■ **Raw data**:
//! User settings and their TOML store.

use blossom_tictactoe::{Difficulty, Player};
use derive_getters::Getters;
use derive_more::{Display, Error};
use serde::{Deserialize, Serialize};
use std::path::{Path, PathBuf};
use tracing::{debug, info, instrument};

/// Environment variable that supplies the bot token when the file has none.
pub const BOT_TOKEN_ENV: &str = "TELEGRAM_BOT_TOKEN";
/// Environment variable that supplies the chat id when the file has none.
pub const CHAT_ID_ENV: &str = "TELEGRAM_CHAT_ID";

/// Visual theme for the marks.
#[derive(
    Debug,
    Clone,
    Copy,
    PartialEq,
    Eq,
    Default,
    Serialize,
    Deserialize,
    strum::Display,
    strum::EnumString,
)]
#[serde(rename_all = "lowercase")]
#[strum(serialize_all = "lowercase", ascii_case_insensitive)]
pub enum Theme {
    /// Flower for X, gem for O.
    #[default]
    Flowers,
    /// Heart for X, star for O.
    Hearts,
    /// Cat for X, fish for O.
    Cats,
}

impl Theme {
    /// Glyph drawn for a player's mark.
    pub fn glyph(self, player: Player) -> &'static str {
        match (self, player) {
            (Theme::Flowers, Player::X) => "✿",
            (Theme::Flowers, Player::O) => "◆",
            (Theme::Hearts, Player::X) => "♥",
            (Theme::Hearts, Player::O) => "★",
            (Theme::Cats, Player::X) => "🐱",
            (Theme::Cats, Player::O) => "🐟",
        }
    }
}

/// Telegram Bot API credentials.
#[derive(Debug, Clone, PartialEq, Eq, Getters, Serialize, Deserialize)]
pub struct TelegramConfig {
    /// Bot token issued by BotFather.
    #[serde(default)]
    bot_token: String,

    /// Chat that receives game results.
    #[serde(default)]
    chat_id: String,

    /// API root, without a trailing slash.
    #[serde(default = "default_api_base")]
    api_base: String,
}

fn default_api_base() -> String {
    "https://api.telegram.org".to_string()
}

impl Default for TelegramConfig {
    fn default() -> Self {
        Self {
            bot_token: String::new(),
            chat_id: String::new(),
            api_base: default_api_base(),
        }
    }
}

impl TelegramConfig {
    /// Creates credentials for the public Telegram API.
    pub fn new(bot_token: impl Into<String>, chat_id: impl Into<String>) -> Self {
        Self {
            bot_token: bot_token.into(),
            chat_id: chat_id.into(),
            api_base: default_api_base(),
        }
    }

    /// Points the client at a different API root.
    pub fn with_api_base(mut self, api_base: impl Into<String>) -> Self {
        self.api_base = api_base.into().trim_end_matches('/').to_string();
        self
    }

    /// True when both the token and the chat id are set.
    pub fn is_configured(&self) -> bool {
        !self.bot_token.trim().is_empty() && !self.chat_id.trim().is_empty()
    }

    /// Fills empty fields from the given lookup, normally the process environment.
    #[instrument(skip_all)]
    pub fn fill_from(&mut self, lookup: impl Fn(&str) -> Option<String>) {
        if self.bot_token.is_empty()
            && let Some(token) = lookup(BOT_TOKEN_ENV)
        {
            debug!("Bot token taken from environment");
            self.bot_token = token;
        }
        if self.chat_id.is_empty()
            && let Some(chat_id) = lookup(CHAT_ID_ENV)
        {
            debug!("Chat id taken from environment");
            self.chat_id = chat_id;
        }
    }
}

/// Application settings.
#[derive(Debug, Clone, PartialEq, Getters, Serialize, Deserialize)]
pub struct AppSettings {
    /// Computer opponent strength.
    #[serde(default)]
    difficulty: Difficulty,

    /// Mark glyphs.
    #[serde(default)]
    theme: Theme,

    /// Play sound cues.
    #[serde(default = "default_true")]
    sound_enabled: bool,

    /// Play vibration patterns.
    #[serde(default = "default_true")]
    haptics_enabled: bool,

    /// Pause before the computer moves, in milliseconds.
    #[serde(default = "default_computer_delay_ms")]
    computer_delay_ms: u64,

    /// Where game results are sent.
    #[serde(default)]
    telegram: TelegramConfig,
}

fn default_true() -> bool {
    true
}

fn default_computer_delay_ms() -> u64 {
    700
}

impl Default for AppSettings {
    fn default() -> Self {
        Self {
            difficulty: Difficulty::default(),
            theme: Theme::default(),
            sound_enabled: true,
            haptics_enabled: true,
            computer_delay_ms: default_computer_delay_ms(),
            telegram: TelegramConfig::default(),
        }
    }
}

impl AppSettings {
    /// Sets the difficulty.
    pub fn with_difficulty(mut self, difficulty: Difficulty) -> Self {
        self.difficulty = difficulty;
        self
    }

    /// Sets the theme.
    pub fn with_theme(mut self, theme: Theme) -> Self {
        self.theme = theme;
        self
    }

    /// Turns sound cues on or off.
    pub fn with_sound(mut self, enabled: bool) -> Self {
        self.sound_enabled = enabled;
        self
    }

    /// Turns vibration patterns on or off.
    pub fn with_haptics(mut self, enabled: bool) -> Self {
        self.haptics_enabled = enabled;
        self
    }

    /// Sets the computer's thinking delay.
    pub fn with_computer_delay_ms(mut self, delay_ms: u64) -> Self {
        self.computer_delay_ms = delay_ms;
        self
    }

    /// Replaces the Telegram credentials.
    pub fn with_telegram(mut self, telegram: TelegramConfig) -> Self {
        self.telegram = telegram;
        self
    }

    /// Mutable access to the Telegram credentials.
    pub fn telegram_mut(&mut self) -> &mut TelegramConfig {
        &mut self.telegram
    }
}

/// Loads and saves [`AppSettings`] as a TOML file.
#[derive(Debug, Clone)]
pub struct SettingsStore {
    path: PathBuf,
}

impl SettingsStore {
    /// Creates a store backed by `path`. Nothing is read until [`Self::load`].
    pub fn new(path: impl Into<PathBuf>) -> Self {
        Self { path: path.into() }
    }

    /// Path of the settings file.
    pub fn path(&self) -> &Path {
        &self.path
    }

    /// Loads settings, falling back to defaults when the file does not exist.
    #[instrument(skip(self), fields(path = %self.path.display()))]
    pub fn load(&self) -> Result<AppSettings, SettingsError> {
        if !self.path.exists() {
            info!("Settings file not found, using defaults");
            return Ok(AppSettings::default());
        }

        debug!("Loading settings from file");
        let content = std::fs::read_to_string(&self.path)
            .map_err(|e| SettingsError::new(format!("Failed to read settings file: {}", e)))?;

        let settings: AppSettings = toml::from_str(&content)
            .map_err(|e| SettingsError::new(format!("Failed to parse settings: {}", e)))?;

        info!(difficulty = %settings.difficulty, theme = %settings.theme, "Settings loaded");
        Ok(settings)
    }

    /// Writes settings, creating parent directories as needed.
    #[instrument(skip(self, settings), fields(path = %self.path.display()))]
    pub fn save(&self, settings: &AppSettings) -> Result<(), SettingsError> {
        let content = toml::to_string_pretty(settings)
            .map_err(|e| SettingsError::new(format!("Failed to serialize settings: {}", e)))?;

        if let Some(parent) = self.path.parent()
            && !parent.as_os_str().is_empty()
        {
            std::fs::create_dir_all(parent).map_err(|e| {
                SettingsError::new(format!("Failed to create settings directory: {}", e))
            })?;
        }

        std::fs::write(&self.path, content)
            .map_err(|e| SettingsError::new(format!("Failed to write settings file: {}", e)))?;

        info!("Settings saved");
        Ok(())
    }
}

/// Settings error.
#[derive(Debug, Clone, Display, Error)]
#[display("Settings error: {} at {}:{}", message, file, line)]
pub struct SettingsError {
    /// Error message.
    pub message: String,
    /// Line number where error occurred.
    pub line: u32,
    /// Source file where error occurred.
    pub file: &'static str,
}

impl SettingsError {
    /// Creates a new settings error.
    #[track_caller]
    #[instrument(skip(message))]
    pub fn new(message: String) -> Self {
        let loc = std::panic::Location::caller();
        Self {
            message,
            line: loc.line(),
            file: loc.file(),
        }
    }
}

■ **Your objective**:
The response should hold exactly the lines starting at the line with "(Theme::Cats, Player::X) =>" and ending at the line with "PartialEq, Getters, Serialize, Deserialize)]", and no other line of the material above.

■ **Answer box**:
            (Theme::Cats, Player::X) => "🐱",
            (Theme::Cats, Player::O) => "🐟",
        }
    }
}

/// Telegram Bot API credentials.
#[derive(Debug, Clone, PartialEq, Eq, Getters, Serialize, Deserialize)]
pub struct TelegramConfig {
    /// Bot token issued by BotFather.
    #[serde(default)]
    bot_token: String,

    /// Chat that receives game results.
    #[serde(default)]
    chat_id: String,

    /// API root, without a trailing slash.
    #[serde(default = "default_api_base")]
    api_base: String,
}

fn default_api_base() -> String {
    "https://api.telegram.org".to_string()
}

impl Default for TelegramConfig {
    fn default() -> Self {
        Self {
            bot_token: String::new(),
            chat_id: String::new(),
            api_base: default_api_base(),
        }
    }
}

impl TelegramConfig {
    /// Creates credentials for the public Telegram API.
    pub fn new(bot_token: impl Into<String>, chat_id: impl Into<String>) -> Self {
        Self {
            bot_token: bot_token.into(),
            chat_id: chat_id.into(),
            api_base: default_api_base(),
        }
    }

    /// Points the client at a different API root.
    pub fn with_api_base(mut self, api_base: impl Into<String>) -> Self {
        self.api_base = api_base.into().trim_end_matches('/').to_string();
        self
    }

    /// True when both the token and the chat id are set.
    pub fn is_configured(&self) -> bool {
        !self.bot_token.trim().is_empty() && !self.chat_id.trim().is_empty()
    }

    /// Fills empty fields from the given lookup, normally the process environment.
    #[instrument(skip_all)]
    pub fn fill_from(&mut self, lookup: impl Fn(&str) -> Option<String>) {
        if self.bot_token.is_empty()
            && let Some(token) = lookup(BOT_TOKEN_ENV)
        {
            debug!("Bot token taken from environment");
            self.bot_token = token;
        }
        if self.chat_id.is_empty()
            && let Some(chat_id) = lookup(CHAT_ID_ENV)
        {
            debug!("Chat id taken from environment");
            self.chat_id = chat_id;
        }
    }
}

/// Application settings.
#[derive(Debug, Clone, PartialEq, Getters, Serialize, Deserialize)]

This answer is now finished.